Hippocampal CA1 pyramidal neurons of Mecp2 mutant mice show a dendritic spine phenotype only in the presymptomatic stage

Alterations in dendritic spines have been documented in numerous neurodevelopmental disorders associated with intellectual disabilities, including Rett syndrome (RTT). RTT, an X chromosome-linked disorder linked to mutations in MECP2, is the leading cause of severe intellectual disabilities in females. Mecp2-deficient mouse strains have revealed lower dendritic spine density in several brain regions.
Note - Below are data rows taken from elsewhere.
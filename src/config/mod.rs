//! Engine configuration management for `webresource.toml`.
//!
//! # Module Structure
//!
//! ```text
//! config/
//! ├── section.rs     # [cache], [scheduler], [store]
//! ├── error.rs       # ConfigError
//! └── mod.rs         # EngineConfig (this file)
//! ```
//!
//! # Sections
//!
//! | Section       | Purpose                                          |
//! |---------------|--------------------------------------------------|
//! | `[cache]`     | Default cache root for group artifacts           |
//! | `[scheduler]` | Sweep period, worker pool size, subtree watches  |
//! | `[store]`     | Directory backing the filesystem content store   |

mod error;
mod section;

pub use error::ConfigError;
pub use section::{CacheConfig, DEFAULT_GROUP_ROOT, SchedulerConfig, StoreConfig};

use crate::log;
use serde::{Deserialize, Serialize};
use std::{
    fs,
    path::{Path, PathBuf},
};

/// Default config file name, searched upward from the working directory.
pub const CONFIG_FILE: &str = "webresource.toml";

// ============================================================================
// root configuration
// ============================================================================

/// Root configuration structure representing webresource.toml
#[derive(Debug, Clone, Default, Serialize, Deserialize)]
#[serde(default)]
pub struct EngineConfig {
    /// Absolute path to the config file (internal use only)
    #[serde(skip)]
    pub config_path: PathBuf,

    /// Directory containing the config file (internal use only)
    #[serde(skip)]
    pub root: PathBuf,

    /// Cache path settings
    pub cache: CacheConfig,

    /// Invalidation sweep and background compile settings
    pub scheduler: SchedulerConfig,

    /// Filesystem store settings
    pub store: StoreConfig,
}

impl EngineConfig {
    /// Load configuration from a file path.
    ///
    /// A missing file yields the defaults rooted at the file's directory.
    pub fn load(path: &Path) -> Result<Self, ConfigError> {
        let mut config = if path.exists() {
            Self::from_path(path)?
        } else {
            log!("config"; "{} not found, using defaults", path.display());
            Self::default()
        };

        config.config_path = path.to_path_buf();
        config.root = path
            .parent()
            .map(Path::to_path_buf)
            .unwrap_or_default();
        config.normalize_paths();
        config.validate()?;
        Ok(config)
    }

    /// Parse configuration from TOML string
    pub fn from_str(content: &str) -> Result<Self, ConfigError> {
        let config: Self = toml::from_str(content)?;
        Ok(config)
    }

    /// Load configuration from file path with unknown field detection.
    fn from_path(path: &Path) -> Result<Self, ConfigError> {
        let content =
            fs::read_to_string(path).map_err(|err| ConfigError::Io(path.to_path_buf(), err))?;

        let (config, ignored) = Self::parse_with_ignored(&content)?;

        if !ignored.is_empty() {
            let display_path = path
                .file_name()
                .map(|n| n.to_string_lossy())
                .unwrap_or_else(|| path.to_string_lossy());
            log!("warning"; "unknown fields in {}, ignoring:", display_path);
            for field in &ignored {
                eprintln!("- {}", field);
            }
        }

        Ok(config)
    }

    /// Parse TOML content, collecting any unknown fields.
    fn parse_with_ignored(content: &str) -> Result<(Self, Vec<String>), ConfigError> {
        let mut ignored = Vec::new();
        let deserializer = toml::Deserializer::new(content);
        let config = serde_ignored::deserialize(deserializer, |path: serde_ignored::Path| {
            ignored.push(path.to_string());
        })?;
        Ok((config, ignored))
    }

    /// Resolve the store root: `~` expansion, then relative to the config directory.
    fn normalize_paths(&mut self) {
        let raw = self.store.root.to_string_lossy();
        let expanded = PathBuf::from(shellexpand::tilde(&raw).into_owned());
        self.store.root = if expanded.is_relative() {
            self.root.join(expanded)
        } else {
            expanded
        };
    }

    /// Validate configuration, collecting all problems at once.
    pub fn validate(&self) -> Result<(), ConfigError> {
        let mut problems = Vec::new();
        self.cache.validate(&mut problems);
        self.scheduler.validate(&mut problems);

        if problems.is_empty() {
            Ok(())
        } else {
            Err(ConfigError::Validation(problems))
        }
    }
}

/// Find config file by searching upward from the current directory.
pub fn find_config_file(config_name: &Path) -> Option<PathBuf> {
    if config_name.is_absolute() {
        return Some(config_name.to_path_buf());
    }

    let cwd = std::env::current_dir().ok()?;
    let mut current = cwd.as_path();
    loop {
        let candidate = current.join(config_name);
        if candidate.exists() {
            return Some(candidate);
        }
        current = current.parent()?;
    }
}

// ============================================================================
// Test Helpers (available to all modules via `use crate::config::test_*`)
// ============================================================================

/// Parse config, panicking on unknown fields (to catch typos in tests).
#[cfg(test)]
pub fn test_parse_config(content: &str) -> EngineConfig {
    let (parsed, ignored) = EngineConfig::parse_with_ignored(content).unwrap();
    assert!(
        ignored.is_empty(),
        "test config has unknown fields: {:?}",
        ignored
    );
    parsed
}

// ============================================================================
// tests
// ============================================================================

#[cfg(test)]
mod tests {
    use super::*;
    use tempfile::TempDir;

    #[test]
    fn test_from_str_invalid_toml() {
        let result = EngineConfig::from_str("[cache\ngroup_root = \"/x\"");
        assert!(matches!(result, Err(ConfigError::Toml(_))));
    }

    #[test]
    fn test_defaults() {
        let config = test_parse_config("");
        assert_eq!(config.cache.group_root, DEFAULT_GROUP_ROOT);
        assert_eq!(config.scheduler.period_secs, 600);
        assert_eq!(config.scheduler.workers, 4);
        assert!(config.scheduler.watch);
        assert!(config.validate().is_ok());
    }

    #[test]
    fn test_unknown_fields_detected() {
        let content = "[scheduler]\nworkers = 2\n[unknown_section]\nfield = \"value\"";
        let (config, ignored) = EngineConfig::parse_with_ignored(content).unwrap();

        assert_eq!(config.scheduler.workers, 2);
        assert!(ignored.iter().any(|f| f.contains("unknown_section")));
    }

    #[test]
    fn test_validation_collects_all_problems() {
        let config = test_parse_config(
            "[cache]\ngroup_root = \"relative\"\n[scheduler]\nworkers = 0\nperiod_secs = 0",
        );
        let Err(ConfigError::Validation(problems)) = config.validate() else {
            panic!("expected validation failure");
        };
        assert_eq!(problems.len(), 3);
    }

    #[test]
    fn test_load_resolves_store_root() {
        let dir = TempDir::new().unwrap();
        let path = dir.path().join(CONFIG_FILE);
        fs::write(&path, "[store]\nroot = \"content\"\n").unwrap();

        let config = EngineConfig::load(&path).unwrap();
        assert_eq!(config.root, dir.path());
        assert_eq!(config.store.root, dir.path().join("content"));
    }

    #[test]
    fn test_load_missing_file_uses_defaults() {
        let dir = TempDir::new().unwrap();
        let config = EngineConfig::load(&dir.path().join(CONFIG_FILE)).unwrap();
        assert_eq!(config.scheduler.workers, 4);
        assert_eq!(config.store.root, dir.path().join("content"));
    }

    #[test]
    fn test_find_config_file_absolute() {
        let path = Path::new("/etc/webresource.toml");
        assert_eq!(find_config_file(path), Some(path.to_path_buf()));
    }
}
To understand the role of MeCP2 on excitatory synapse formation and maintenance, we analyzed dendritic spines of CA1 pyramidal neurons in the hippocampus of Mecp2tm1.1Jae male mutant mice by either confocal microscopy or transmission electron microscopy (EM). At postnatal-day 7 (P7) and well before the onset of RTT-like symptoms, hippocampal CA1 pyramidal neurons from Mecp2 mutant mice showed lower dendritic spine density than in those from wildtype littermates. Intriguingly, at P15 (still presymptomatic) or at a later age with established symptoms (P40-60), dendritic spine density did not differ between Mecp2 mutant and wildtype CA1 neurons. Consistently, stereological analyses at the EM level revealed comparable density of asymmetric spine synapses between symptomatic Mecp2 mutant and wildtype littermates. These results raise caution regarding the use of dendritic spine density in hippocampal neurons as a phenotypic endpoint for the evaluation of therapeutic interventions in symptomatic Mecp2-deficient mice, yet raise intriguing questions regarding the role of MeCP2 in later stages of excitatory synapse and dendritic spine maintenance.